I wished we lived closer for two reasons - I'd come take your extra harvest, and I -REALLLY- want to know where you trade, that was an amazing deal. 

I agree, storm whooped us too.


----------



## porkchop48 (Jul 9, 2012)

Where is knox county? I am down in Morgan county. 

 One big tree lifted my coop about 4 ft in the air, still replacing fences, stick pickin gup glass and limbs. Plum tuckered out. Add that to a scraptastic day at work and I am just done. 


Speaking of craptastics days at work.. Really people when you start a meeting out like that, really how well do you thinkn it is going to go? Upset .. yes I am upset, Again how did you really think it was going to go. 


OK small bit of whining, I am done now.


----------



## porkchop48 (Jul 14, 2012)

Finally a day to get stuff done. 

Got some work done in the frog room. Worked with Thermo for a bit. Managed to get half the coop shoveled out and new bedding put in. Did some garden weeding. Dinner is one. Picked more stuff from the garden to can tonight.   Took some pics of the goats to post and of course the batteries in the camera died. I can not even get it to turn on to get the pics downloaded.

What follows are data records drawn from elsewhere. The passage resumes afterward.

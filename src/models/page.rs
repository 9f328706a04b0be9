use serde::Serialize;

pub const DEFAULT_PER_PAGE: u32 = 10;
pub const MAX_PER_PAGE: u32 = 100;

#[derive(Debug, Clone, Copy, PartialEq, Eq)]
pub struct PageRequest {
    pub page: u32,
    pub per_page: u32,
}

impl PageRequest {
    // `page < 1` becomes 1, `per_page < 1` falls back to the default,
    // anything above the cap is clamped.
    pub fn new(page: Option<i64>, per_page: Option<i64>) -> Self {
        let page = match page {
            Some(p) if p >= 1 => p.min(u32::MAX as i64) as u32,
            _ => 1,
        };
        let per_page = match per_page {
            Some(n) if n >= 1 => n.min(MAX_PER_PAGE as i64) as u32,
            _ => DEFAULT_PER_PAGE,
        };
        Self { page, per_page }
    }

    pub fn limit(&self) -> i64 {
        self.per_page as i64
    }

    pub fn offset(&self) -> i64 {
        (self.page as i64 - 1) * self.per_page as i64
    }
}

impl Default for PageRequest {
    fn default() -> Self {
        Self::new(None, None)
    }
}

#[derive(Debug, Clone, Serialize, PartialEq, Eq)]
pub struct Pagination {
    pub page: u32,
    pub per_page: u32,
    pub total: u64,
    pub pages: u64,
    pub has_next: bool,
    pub has_prev: bool,
}

impl Pagination {
    pub fn new(request: PageRequest, total: u64) -> Self {
        let pages = total.div_ceil(request.per_page as u64);
        Self {
            page: request.page,
            per_page: request.per_page,
            total,
            pages,
            has_next: (request.page as u64) < pages,
            has_prev: request.page > 1,
        }
    }
}

#[derive(Debug, Clone, Serialize)]
pub struct Page<T> {
    pub items: Vec<T>,
    pub pagination: Pagination,
}
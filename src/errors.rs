use std::collections::BTreeMap;

use axum::http::StatusCode;
use axum::response::{IntoResponse, Response};

pub type FieldErrors = BTreeMap<String, String>;

#[derive(Debug, thiserror::Error)]
pub enum AppError {
    #[error("{message}")]
    Validation {
        message: String,
        details: FieldErrors,
    },

    #[error("Booking not found")]
    BookingNotFound,

    #[error("Service not found")]
    ServiceNotFound,

    #[error("{0}")]
    Forbidden(String),

    #[error("{0}")]
    Unauthorized(String),

    #[error("{0}")]
    InvalidRequest(String),

    #[error("database error: {0}")]
    Database(#[from] rusqlite::Error),

    #[error("internal error: {0}")]
    Internal(#[from] anyhow::Error),
}

impl AppError {
    pub fn validation(details: FieldErrors) -> Self {
        AppError::Validation {
            message: "Invalid data provided".to_string(),
            details,
        }
    }

    // A single bad field: its message doubles as the top-level one.
    pub fn field(field: &str, message: impl Into<String>) -> Self {
        let message = message.into();
        let mut details = FieldErrors::new();
        details.insert(field.to_string(), message.clone());
        AppError::Validation { message, details }
    }

    pub fn kind(&self) -> &'static str {
        match self {
            AppError::Validation { .. } => "validation_error",
            AppError::BookingNotFound => "booking_not_found",
            AppError::ServiceNotFound => "service_not_found",
            AppError::Forbidden(_) => "forbidden",
            AppError::Unauthorized(_) => "unauthorized",
            AppError::InvalidRequest(_) => "invalid_request",
            AppError::Database(_) | AppError::Internal(_) => "server_error",
        }
    }

    pub fn status(&self) -> StatusCode {
        match self {
            AppError::Validation { .. } | AppError::InvalidRequest(_) => StatusCode::BAD_REQUEST,
            AppError::BookingNotFound | AppError::ServiceNotFound => StatusCode::NOT_FOUND,
            AppError::Forbidden(_) => StatusCode::FORBIDDEN,
            AppError::Unauthorized(_) => StatusCode::UNAUTHORIZED,
            AppError::Database(_) | AppError::Internal(_) => StatusCode::INTERNAL_SERVER_ERROR,
        }
    }
}

impl IntoResponse for AppError {
    fn into_response(self) -> Response {
        let status = self.status();

        let body = match &self {
            AppError::Database(_) | AppError::Internal(_) => {
                tracing::error!(error = %self, "request failed");
                serde_json::json!({
                    "error": self.kind(),
                    "message": "An unexpected error occurred",
                })
            }
            AppError::Validation { message, details } => serde_json::json!({
                "error": self.kind(),
                "message": message,
                "details": details,
            }),
            _ => serde_json::json!({
                "error": self.kind(),
                "message": self.to_string(),
            }),
        };

        (status, axum::Json(body)).into_response()
    }
}

#[cfg(test)]
mod tests {
    use super::*;

    async fn body_json(res: Response) -> serde_json::Value {
        let body = axum::body::to_bytes(res.into_body(), usize::MAX)
            .await
            .unwrap();
        serde_json::from_slice(&body).unwrap()
    }

    #[tokio::test]
    async fn test_validation_error_carries_details() {
        let mut details = FieldErrors::new();
        details.insert("status".into(), "bad status".into());
        let res = AppError::validation(details).into_response();
        assert_eq!(res.status(), StatusCode::BAD_REQUEST);

        let json = body_json(res).await;
        assert_eq!(json["error"], "validation_error");
        assert_eq!(json["message"], "Invalid data provided");
        assert_eq!(json["details"]["status"], "bad status");
    }

    #[tokio::test]
    async fn test_single_field_error_uses_field_message() {
        let json = body_json(AppError::field("end", "Invalid end datetime").into_response()).await;
        assert_eq!(json["message"], "Invalid end datetime");
        assert_eq!(json["details"]["end"], "Invalid end datetime");
    }

    #[tokio::test]
    async fn test_server_error_is_sanitized() {
        let res = AppError::Internal(anyhow::anyhow!("disk on fire")).into_response();
        assert_eq!(res.status(), StatusCode::INTERNAL_SERVER_ERROR);

        let json = body_json(res).await;
        assert_eq!(json["error"], "server_error");
        assert_eq!(json["message"], "An unexpected error occurred");
        assert!(json.get("details").is_none());
    }

    #[tokio::test]
    async fn test_forbidden_maps_to_403() {
        let res = AppError::Forbidden("nope".to_string()).into_response();
        assert_eq!(res.status(), StatusCode::FORBIDDEN);
        let json = body_json(res).await;
        assert_eq!(json["error"], "forbidden");
        assert_eq!(json["message"], "nope");
    }
}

I am about ready to have a hissy girlie fit. 

SO I am now trying to email some not so great pics from my phone to myself to see if I can post them that way.  It may be tedious but I got nothing else better to do right. 

Thermo is trying my patience like you would not believe. He is pretty good with the goats, even the kids. But I can not get him to leave the cows alone. I can not get him to not run across the street. An underground fence is not an option with him or the mini farm.  I got one of those spiked colors to help with pulling while walking on a leash. We have been doing much better. I also got a 30 ft traning leash so he would learn the words " come" or " here" 







Let see if this one pic works then continue on with my mini rant.


----------



## porkchop48 (Jul 14, 2012)

OK a little blurry but you get the point.   That was one of my males traying to woo one of the new females I picked up yesterday. 

I feel bad keeping every one cooped up but it must be done when new birds come it. 

I now have 2 males a green and a black shoulder, 2 hens ( a indie blue and a black shoulder) and a white pea chick. 

OK back to Thermo. Tonight starts shock collar training. I know some people hate them but I have to be able to do something to get his attention as he is heading for the road. He does not hear well so yelling his name does not work.  I am hoping the vibration of the collar ( I did make sure to get one with a vibration mode) will make him stop long enough for me to get his attention and have him come back. Lots of good treats are ready for this evenings traning session. Wish me luck. 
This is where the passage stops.